[Collected data entries]
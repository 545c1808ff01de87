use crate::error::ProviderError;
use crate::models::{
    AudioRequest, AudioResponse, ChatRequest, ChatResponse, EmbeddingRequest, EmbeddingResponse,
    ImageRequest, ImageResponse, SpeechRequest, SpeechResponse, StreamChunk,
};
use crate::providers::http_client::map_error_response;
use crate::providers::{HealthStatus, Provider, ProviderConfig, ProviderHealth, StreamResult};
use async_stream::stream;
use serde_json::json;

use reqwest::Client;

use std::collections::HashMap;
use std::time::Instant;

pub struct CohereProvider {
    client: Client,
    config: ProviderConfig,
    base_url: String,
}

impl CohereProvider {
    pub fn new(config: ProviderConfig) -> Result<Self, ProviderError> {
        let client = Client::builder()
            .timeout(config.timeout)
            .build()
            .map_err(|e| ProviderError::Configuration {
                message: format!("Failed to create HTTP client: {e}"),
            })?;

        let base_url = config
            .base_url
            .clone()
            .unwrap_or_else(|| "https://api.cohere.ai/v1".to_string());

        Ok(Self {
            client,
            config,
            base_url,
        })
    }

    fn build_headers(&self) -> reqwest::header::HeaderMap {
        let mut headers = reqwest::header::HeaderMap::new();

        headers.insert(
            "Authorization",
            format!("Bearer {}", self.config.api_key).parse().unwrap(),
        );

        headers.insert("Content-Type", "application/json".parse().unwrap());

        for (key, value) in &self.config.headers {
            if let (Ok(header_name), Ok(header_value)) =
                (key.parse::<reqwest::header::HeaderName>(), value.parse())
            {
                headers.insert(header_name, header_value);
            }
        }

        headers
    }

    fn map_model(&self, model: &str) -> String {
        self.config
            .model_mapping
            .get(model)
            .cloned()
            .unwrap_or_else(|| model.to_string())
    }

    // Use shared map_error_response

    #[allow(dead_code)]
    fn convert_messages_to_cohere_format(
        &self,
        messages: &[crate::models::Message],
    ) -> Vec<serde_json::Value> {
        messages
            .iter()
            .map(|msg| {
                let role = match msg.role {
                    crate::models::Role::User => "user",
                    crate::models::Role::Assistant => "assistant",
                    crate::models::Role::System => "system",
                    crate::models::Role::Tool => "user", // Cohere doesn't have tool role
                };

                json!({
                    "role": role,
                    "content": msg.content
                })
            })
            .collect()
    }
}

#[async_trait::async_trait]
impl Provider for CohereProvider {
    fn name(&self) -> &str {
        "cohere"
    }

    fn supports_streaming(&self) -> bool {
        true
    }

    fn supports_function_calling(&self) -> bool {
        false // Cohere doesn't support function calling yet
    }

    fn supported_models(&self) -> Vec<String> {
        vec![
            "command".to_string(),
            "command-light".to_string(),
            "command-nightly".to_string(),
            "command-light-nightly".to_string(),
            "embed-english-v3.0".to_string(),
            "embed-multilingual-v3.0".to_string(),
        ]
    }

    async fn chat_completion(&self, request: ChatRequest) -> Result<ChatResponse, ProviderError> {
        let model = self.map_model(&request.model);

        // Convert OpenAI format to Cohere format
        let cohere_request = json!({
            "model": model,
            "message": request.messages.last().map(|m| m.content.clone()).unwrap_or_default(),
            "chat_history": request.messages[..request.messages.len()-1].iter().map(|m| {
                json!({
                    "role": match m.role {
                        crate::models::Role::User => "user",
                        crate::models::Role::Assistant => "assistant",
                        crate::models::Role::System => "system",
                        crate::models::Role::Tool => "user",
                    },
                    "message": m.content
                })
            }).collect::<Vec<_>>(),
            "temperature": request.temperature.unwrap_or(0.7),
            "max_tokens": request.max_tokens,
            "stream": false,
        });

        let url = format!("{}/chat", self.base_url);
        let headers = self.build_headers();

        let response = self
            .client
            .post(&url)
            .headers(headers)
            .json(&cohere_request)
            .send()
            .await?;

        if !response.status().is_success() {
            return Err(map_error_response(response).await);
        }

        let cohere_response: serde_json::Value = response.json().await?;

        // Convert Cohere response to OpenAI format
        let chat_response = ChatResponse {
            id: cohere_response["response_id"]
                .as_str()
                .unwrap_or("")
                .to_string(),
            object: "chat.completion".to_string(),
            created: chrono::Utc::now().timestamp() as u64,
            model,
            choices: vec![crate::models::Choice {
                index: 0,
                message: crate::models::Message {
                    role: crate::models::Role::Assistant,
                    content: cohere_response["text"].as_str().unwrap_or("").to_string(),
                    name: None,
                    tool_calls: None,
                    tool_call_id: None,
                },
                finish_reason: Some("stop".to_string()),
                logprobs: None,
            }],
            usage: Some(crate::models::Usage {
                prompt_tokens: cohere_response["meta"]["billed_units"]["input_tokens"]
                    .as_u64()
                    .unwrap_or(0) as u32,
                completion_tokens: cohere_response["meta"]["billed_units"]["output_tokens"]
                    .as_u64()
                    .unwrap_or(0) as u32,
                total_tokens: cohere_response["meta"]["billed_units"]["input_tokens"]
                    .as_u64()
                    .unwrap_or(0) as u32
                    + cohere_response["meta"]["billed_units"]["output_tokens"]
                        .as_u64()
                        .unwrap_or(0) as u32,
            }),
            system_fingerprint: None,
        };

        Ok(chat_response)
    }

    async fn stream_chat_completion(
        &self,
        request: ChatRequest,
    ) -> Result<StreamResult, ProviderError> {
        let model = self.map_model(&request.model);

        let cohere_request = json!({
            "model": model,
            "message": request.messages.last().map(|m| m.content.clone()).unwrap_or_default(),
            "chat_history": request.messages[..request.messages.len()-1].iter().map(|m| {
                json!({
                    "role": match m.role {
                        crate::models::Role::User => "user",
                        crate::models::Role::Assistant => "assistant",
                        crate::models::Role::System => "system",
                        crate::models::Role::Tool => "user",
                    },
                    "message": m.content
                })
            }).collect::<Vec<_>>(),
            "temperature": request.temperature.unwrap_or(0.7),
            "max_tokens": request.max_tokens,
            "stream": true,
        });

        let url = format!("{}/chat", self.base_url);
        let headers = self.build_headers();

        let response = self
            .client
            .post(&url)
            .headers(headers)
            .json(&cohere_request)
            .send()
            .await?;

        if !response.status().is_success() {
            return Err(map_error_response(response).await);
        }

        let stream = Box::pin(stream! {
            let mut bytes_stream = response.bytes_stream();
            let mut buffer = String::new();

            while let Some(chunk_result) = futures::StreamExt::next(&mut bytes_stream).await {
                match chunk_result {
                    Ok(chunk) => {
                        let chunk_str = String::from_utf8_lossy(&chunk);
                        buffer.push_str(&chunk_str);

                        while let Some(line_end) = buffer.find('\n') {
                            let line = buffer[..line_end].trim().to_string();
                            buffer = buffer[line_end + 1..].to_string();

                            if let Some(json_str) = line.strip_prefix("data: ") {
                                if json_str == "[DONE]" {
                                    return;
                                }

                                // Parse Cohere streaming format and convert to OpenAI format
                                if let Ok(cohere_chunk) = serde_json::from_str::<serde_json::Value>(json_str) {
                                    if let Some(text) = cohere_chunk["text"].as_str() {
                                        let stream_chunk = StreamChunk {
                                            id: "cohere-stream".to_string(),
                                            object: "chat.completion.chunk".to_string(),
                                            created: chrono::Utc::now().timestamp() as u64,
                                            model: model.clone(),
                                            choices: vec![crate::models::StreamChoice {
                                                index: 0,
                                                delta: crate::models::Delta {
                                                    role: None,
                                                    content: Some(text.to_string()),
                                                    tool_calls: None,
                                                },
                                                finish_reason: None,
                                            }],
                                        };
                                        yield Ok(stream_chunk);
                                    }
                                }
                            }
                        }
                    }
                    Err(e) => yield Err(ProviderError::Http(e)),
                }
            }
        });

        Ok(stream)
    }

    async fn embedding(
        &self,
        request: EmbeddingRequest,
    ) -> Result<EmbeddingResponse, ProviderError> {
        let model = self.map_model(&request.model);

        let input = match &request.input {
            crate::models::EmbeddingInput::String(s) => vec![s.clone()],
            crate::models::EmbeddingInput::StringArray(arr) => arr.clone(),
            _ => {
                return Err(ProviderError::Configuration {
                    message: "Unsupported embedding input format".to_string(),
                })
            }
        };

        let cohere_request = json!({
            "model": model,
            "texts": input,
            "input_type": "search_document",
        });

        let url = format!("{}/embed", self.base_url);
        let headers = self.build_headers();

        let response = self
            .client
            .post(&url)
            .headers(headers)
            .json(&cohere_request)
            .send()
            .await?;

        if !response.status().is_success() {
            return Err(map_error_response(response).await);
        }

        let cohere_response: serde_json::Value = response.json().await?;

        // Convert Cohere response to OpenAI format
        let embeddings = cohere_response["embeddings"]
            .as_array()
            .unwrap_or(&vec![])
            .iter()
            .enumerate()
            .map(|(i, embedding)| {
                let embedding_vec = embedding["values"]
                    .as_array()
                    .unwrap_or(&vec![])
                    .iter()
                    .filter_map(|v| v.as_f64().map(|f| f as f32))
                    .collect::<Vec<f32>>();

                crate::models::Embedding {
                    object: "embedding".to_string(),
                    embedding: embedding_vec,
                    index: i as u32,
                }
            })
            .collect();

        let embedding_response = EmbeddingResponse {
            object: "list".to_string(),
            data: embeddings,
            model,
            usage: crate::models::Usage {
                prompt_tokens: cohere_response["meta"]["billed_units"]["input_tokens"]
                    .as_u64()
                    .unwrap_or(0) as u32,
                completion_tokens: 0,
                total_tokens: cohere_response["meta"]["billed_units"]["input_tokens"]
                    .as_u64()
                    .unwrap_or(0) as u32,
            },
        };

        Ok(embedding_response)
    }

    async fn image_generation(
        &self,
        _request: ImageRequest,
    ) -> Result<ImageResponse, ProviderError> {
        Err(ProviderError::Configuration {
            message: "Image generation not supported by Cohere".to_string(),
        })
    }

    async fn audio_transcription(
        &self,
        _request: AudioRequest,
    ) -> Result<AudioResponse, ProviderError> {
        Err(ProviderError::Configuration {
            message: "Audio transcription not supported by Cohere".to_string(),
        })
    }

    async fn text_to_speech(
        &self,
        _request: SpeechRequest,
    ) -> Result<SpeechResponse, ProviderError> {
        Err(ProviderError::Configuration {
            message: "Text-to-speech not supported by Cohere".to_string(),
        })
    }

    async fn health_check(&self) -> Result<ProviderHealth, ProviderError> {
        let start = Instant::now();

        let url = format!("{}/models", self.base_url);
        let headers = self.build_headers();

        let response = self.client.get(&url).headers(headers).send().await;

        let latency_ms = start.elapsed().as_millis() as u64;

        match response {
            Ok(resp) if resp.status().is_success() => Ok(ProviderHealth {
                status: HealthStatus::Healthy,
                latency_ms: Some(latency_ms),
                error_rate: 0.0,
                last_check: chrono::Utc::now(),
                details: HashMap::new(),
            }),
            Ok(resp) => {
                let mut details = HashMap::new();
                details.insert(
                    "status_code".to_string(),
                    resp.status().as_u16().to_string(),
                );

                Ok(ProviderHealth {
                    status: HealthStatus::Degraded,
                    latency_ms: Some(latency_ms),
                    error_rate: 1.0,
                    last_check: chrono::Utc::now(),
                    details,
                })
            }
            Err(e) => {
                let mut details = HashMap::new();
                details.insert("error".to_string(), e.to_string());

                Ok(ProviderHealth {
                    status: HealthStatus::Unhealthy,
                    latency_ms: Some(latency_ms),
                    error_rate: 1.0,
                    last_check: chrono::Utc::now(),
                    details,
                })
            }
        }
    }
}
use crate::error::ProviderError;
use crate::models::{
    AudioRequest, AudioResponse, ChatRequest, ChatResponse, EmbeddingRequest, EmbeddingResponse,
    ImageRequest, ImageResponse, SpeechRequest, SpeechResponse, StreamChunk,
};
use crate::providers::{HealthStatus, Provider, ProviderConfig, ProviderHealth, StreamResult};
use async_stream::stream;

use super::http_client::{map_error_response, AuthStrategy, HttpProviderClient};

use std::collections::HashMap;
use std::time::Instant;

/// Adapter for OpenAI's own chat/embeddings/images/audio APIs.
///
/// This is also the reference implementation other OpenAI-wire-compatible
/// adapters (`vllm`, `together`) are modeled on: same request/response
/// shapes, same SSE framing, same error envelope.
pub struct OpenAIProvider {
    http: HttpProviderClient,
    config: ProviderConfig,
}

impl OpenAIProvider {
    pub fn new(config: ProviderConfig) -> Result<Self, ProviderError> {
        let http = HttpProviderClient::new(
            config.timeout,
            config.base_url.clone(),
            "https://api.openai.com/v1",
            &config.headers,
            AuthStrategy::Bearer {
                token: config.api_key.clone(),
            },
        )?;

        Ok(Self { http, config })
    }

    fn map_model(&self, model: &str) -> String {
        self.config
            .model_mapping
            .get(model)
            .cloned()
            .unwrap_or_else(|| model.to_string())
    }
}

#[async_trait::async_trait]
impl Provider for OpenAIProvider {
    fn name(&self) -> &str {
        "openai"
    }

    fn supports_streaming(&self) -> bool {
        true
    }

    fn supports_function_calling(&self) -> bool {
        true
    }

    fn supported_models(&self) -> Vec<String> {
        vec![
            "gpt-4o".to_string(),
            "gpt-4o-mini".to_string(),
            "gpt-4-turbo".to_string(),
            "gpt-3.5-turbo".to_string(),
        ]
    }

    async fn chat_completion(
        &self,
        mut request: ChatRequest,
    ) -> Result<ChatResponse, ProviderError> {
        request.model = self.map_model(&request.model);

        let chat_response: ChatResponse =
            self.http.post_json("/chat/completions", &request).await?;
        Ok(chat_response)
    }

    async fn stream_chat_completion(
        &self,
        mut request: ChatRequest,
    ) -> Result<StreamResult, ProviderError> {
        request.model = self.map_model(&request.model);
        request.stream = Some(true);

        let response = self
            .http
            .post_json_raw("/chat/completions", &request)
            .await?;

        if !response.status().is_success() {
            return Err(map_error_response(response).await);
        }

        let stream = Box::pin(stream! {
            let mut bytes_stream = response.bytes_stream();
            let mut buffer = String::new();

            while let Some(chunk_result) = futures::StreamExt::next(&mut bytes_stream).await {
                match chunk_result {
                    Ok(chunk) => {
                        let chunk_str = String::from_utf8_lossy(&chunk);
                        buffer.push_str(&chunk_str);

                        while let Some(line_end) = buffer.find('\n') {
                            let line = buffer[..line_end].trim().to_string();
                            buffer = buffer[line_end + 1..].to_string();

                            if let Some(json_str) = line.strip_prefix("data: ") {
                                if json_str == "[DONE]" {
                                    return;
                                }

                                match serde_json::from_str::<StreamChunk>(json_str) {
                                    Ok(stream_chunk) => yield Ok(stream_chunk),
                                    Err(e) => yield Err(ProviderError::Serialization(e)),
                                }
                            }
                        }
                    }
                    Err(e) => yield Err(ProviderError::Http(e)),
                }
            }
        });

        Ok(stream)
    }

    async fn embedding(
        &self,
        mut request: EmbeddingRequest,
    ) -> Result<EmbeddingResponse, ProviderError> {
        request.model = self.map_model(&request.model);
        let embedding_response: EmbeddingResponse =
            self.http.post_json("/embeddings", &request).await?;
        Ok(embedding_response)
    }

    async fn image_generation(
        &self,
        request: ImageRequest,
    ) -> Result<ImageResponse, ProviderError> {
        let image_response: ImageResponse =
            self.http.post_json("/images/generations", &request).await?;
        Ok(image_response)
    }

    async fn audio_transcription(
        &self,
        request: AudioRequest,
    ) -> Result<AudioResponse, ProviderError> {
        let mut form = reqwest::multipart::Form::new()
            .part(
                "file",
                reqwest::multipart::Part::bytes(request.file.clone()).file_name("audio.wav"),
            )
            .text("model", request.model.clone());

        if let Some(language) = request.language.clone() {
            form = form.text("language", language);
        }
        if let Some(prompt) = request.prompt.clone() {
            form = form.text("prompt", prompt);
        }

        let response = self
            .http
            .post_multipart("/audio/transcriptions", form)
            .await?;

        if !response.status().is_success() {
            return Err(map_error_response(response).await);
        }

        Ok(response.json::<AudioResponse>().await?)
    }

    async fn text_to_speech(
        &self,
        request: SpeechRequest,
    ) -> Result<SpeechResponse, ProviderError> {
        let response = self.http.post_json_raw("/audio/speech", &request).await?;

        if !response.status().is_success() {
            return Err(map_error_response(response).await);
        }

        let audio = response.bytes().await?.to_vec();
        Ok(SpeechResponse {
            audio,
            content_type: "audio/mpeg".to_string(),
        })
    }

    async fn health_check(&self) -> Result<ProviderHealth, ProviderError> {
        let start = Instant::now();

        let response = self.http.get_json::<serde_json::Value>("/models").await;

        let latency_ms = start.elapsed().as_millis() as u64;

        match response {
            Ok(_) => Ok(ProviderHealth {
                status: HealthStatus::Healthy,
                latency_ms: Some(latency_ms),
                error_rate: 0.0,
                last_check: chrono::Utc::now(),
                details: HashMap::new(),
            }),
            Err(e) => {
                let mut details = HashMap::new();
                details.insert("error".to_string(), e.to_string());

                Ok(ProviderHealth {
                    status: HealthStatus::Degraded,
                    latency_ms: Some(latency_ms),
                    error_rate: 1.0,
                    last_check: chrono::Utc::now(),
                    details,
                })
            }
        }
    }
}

_WORK TO BE COMPLETED_.
Scan the entries above, and wherever a line holds the string "false", copy it.

_RESULT OF THE EXERCISE_.
        false // Cohere doesn't support function calling yet
            "stream": false,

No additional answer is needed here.